There is one span to output from the data below: the lines starting at the line with "should be enabled." and ending at the line with "Table::new(&rows).with(Style::rounded()).to_string()". Output it exactly, ends included, nothing more.

» **Data under study**:
□ □ □

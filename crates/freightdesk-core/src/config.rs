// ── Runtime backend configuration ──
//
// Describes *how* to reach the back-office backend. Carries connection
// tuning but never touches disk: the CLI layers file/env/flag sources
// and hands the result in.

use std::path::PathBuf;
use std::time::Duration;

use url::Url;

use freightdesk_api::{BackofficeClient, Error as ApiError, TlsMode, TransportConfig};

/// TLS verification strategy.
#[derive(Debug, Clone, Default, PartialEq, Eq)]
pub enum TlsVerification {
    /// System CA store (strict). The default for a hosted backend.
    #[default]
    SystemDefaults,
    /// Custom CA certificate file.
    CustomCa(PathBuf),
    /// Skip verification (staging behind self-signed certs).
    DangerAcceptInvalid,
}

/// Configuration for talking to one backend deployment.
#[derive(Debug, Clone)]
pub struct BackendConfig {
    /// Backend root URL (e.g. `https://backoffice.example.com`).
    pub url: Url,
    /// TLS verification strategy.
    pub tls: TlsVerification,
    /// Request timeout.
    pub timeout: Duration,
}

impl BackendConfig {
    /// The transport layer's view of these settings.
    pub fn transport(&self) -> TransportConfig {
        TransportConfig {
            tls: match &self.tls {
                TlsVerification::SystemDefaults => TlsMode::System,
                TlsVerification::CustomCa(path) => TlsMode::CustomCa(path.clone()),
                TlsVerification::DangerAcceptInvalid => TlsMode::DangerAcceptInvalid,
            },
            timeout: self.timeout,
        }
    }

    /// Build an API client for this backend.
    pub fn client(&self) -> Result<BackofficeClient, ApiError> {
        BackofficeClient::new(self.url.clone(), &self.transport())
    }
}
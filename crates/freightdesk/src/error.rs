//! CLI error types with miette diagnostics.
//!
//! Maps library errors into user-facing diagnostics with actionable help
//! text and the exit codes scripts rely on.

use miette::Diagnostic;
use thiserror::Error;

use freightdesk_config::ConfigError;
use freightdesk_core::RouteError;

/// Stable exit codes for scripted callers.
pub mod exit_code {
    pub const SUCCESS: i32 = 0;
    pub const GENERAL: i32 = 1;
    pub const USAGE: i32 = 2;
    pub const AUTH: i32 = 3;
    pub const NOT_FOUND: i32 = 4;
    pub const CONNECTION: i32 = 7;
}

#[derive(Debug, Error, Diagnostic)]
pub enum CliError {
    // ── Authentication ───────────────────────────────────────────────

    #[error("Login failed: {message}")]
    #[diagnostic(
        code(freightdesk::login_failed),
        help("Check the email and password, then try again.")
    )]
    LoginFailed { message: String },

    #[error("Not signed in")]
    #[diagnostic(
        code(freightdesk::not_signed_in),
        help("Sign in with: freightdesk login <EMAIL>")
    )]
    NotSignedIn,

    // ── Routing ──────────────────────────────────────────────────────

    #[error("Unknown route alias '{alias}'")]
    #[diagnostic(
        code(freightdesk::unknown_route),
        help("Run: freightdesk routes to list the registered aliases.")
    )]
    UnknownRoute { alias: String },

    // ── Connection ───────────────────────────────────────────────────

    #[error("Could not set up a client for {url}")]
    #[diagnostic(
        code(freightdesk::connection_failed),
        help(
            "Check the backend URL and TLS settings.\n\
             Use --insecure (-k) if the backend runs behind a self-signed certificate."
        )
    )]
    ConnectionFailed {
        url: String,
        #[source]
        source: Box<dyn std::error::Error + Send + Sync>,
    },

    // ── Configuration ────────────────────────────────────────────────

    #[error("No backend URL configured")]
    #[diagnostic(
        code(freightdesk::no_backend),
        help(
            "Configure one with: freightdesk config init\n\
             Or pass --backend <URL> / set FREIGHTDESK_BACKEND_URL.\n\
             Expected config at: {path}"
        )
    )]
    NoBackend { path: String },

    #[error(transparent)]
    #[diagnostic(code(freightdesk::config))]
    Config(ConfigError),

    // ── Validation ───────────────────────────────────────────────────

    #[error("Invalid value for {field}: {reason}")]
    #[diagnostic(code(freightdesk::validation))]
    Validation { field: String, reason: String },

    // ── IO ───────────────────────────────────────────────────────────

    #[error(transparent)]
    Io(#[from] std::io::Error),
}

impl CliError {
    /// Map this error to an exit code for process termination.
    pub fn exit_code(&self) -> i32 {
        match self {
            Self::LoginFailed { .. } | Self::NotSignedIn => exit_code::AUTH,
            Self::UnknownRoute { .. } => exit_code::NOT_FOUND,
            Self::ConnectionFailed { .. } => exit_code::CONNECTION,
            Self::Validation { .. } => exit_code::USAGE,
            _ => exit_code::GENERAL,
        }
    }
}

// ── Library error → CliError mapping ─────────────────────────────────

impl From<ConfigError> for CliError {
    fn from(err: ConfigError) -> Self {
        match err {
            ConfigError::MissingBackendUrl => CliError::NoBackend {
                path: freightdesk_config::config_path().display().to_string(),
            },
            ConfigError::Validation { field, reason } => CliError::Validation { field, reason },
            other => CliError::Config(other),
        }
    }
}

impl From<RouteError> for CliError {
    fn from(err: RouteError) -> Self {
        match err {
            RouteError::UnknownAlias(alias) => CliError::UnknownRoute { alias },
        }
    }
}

□ □ □

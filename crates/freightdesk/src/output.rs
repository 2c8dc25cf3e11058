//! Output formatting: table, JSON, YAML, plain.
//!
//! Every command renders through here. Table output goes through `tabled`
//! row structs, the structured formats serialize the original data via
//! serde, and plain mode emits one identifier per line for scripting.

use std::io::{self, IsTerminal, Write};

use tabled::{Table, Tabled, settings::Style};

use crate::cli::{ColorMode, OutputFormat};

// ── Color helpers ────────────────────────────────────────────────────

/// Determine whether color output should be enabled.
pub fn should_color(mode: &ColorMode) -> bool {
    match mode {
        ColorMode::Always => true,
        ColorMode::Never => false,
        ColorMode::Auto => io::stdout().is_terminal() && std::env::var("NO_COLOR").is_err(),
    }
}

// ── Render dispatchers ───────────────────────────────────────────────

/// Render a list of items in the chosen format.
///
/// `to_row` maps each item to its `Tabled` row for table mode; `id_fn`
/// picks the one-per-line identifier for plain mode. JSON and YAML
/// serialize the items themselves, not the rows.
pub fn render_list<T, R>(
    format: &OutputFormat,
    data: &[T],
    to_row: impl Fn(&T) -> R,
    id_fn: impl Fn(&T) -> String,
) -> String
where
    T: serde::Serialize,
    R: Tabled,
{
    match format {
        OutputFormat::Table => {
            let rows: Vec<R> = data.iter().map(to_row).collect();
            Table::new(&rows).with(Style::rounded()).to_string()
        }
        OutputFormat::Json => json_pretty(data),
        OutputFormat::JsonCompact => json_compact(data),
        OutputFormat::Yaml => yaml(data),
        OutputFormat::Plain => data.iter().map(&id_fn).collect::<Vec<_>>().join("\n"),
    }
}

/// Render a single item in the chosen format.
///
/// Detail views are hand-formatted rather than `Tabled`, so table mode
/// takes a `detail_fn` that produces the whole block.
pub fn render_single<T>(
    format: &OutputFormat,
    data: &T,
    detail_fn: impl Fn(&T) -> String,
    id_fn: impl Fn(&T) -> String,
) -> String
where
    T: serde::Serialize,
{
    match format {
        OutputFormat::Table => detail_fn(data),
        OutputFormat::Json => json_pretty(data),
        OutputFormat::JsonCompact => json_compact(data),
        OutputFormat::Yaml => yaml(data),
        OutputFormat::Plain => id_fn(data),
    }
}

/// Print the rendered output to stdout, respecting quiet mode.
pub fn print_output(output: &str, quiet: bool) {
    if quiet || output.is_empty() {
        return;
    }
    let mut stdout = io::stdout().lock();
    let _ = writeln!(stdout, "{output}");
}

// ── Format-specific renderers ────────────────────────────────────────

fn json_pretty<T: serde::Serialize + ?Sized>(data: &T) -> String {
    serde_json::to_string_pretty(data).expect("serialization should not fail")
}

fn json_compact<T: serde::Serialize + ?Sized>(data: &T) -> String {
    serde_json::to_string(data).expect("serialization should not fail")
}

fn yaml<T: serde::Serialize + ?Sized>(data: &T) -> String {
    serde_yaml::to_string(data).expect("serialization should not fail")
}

□ □ □

» **Answer**:
/// Determine whether color output should be enabled.
pub fn should_color(mode: &ColorMode) -> bool {
    match mode {
        ColorMode::Always => true,
        ColorMode::Never => false,
        ColorMode::Auto => io::stdout().is_terminal() && std::env::var("NO_COLOR").is_err(),
    }
}

// ── Render dispatchers ───────────────────────────────────────────────

/// Render a list of items in the chosen format.
///
/// `to_row` maps each item to its `Tabled` row for table mode; `id_fn`
/// picks the one-per-line identifier for plain mode. JSON and YAML
/// serialize the items themselves, not the rows.
pub fn render_list<T, R>(
    format: &OutputFormat,
    data: &[T],
    to_row: impl Fn(&T) -> R,
    id_fn: impl Fn(&T) -> String,
) -> String
where
    T: serde::Serialize,
    R: Tabled,
{
    match format {
        OutputFormat::Table => {
            let rows: Vec<R> = data.iter().map(to_row).collect();
            Table::new(&rows).with(Style::rounded()).to_string()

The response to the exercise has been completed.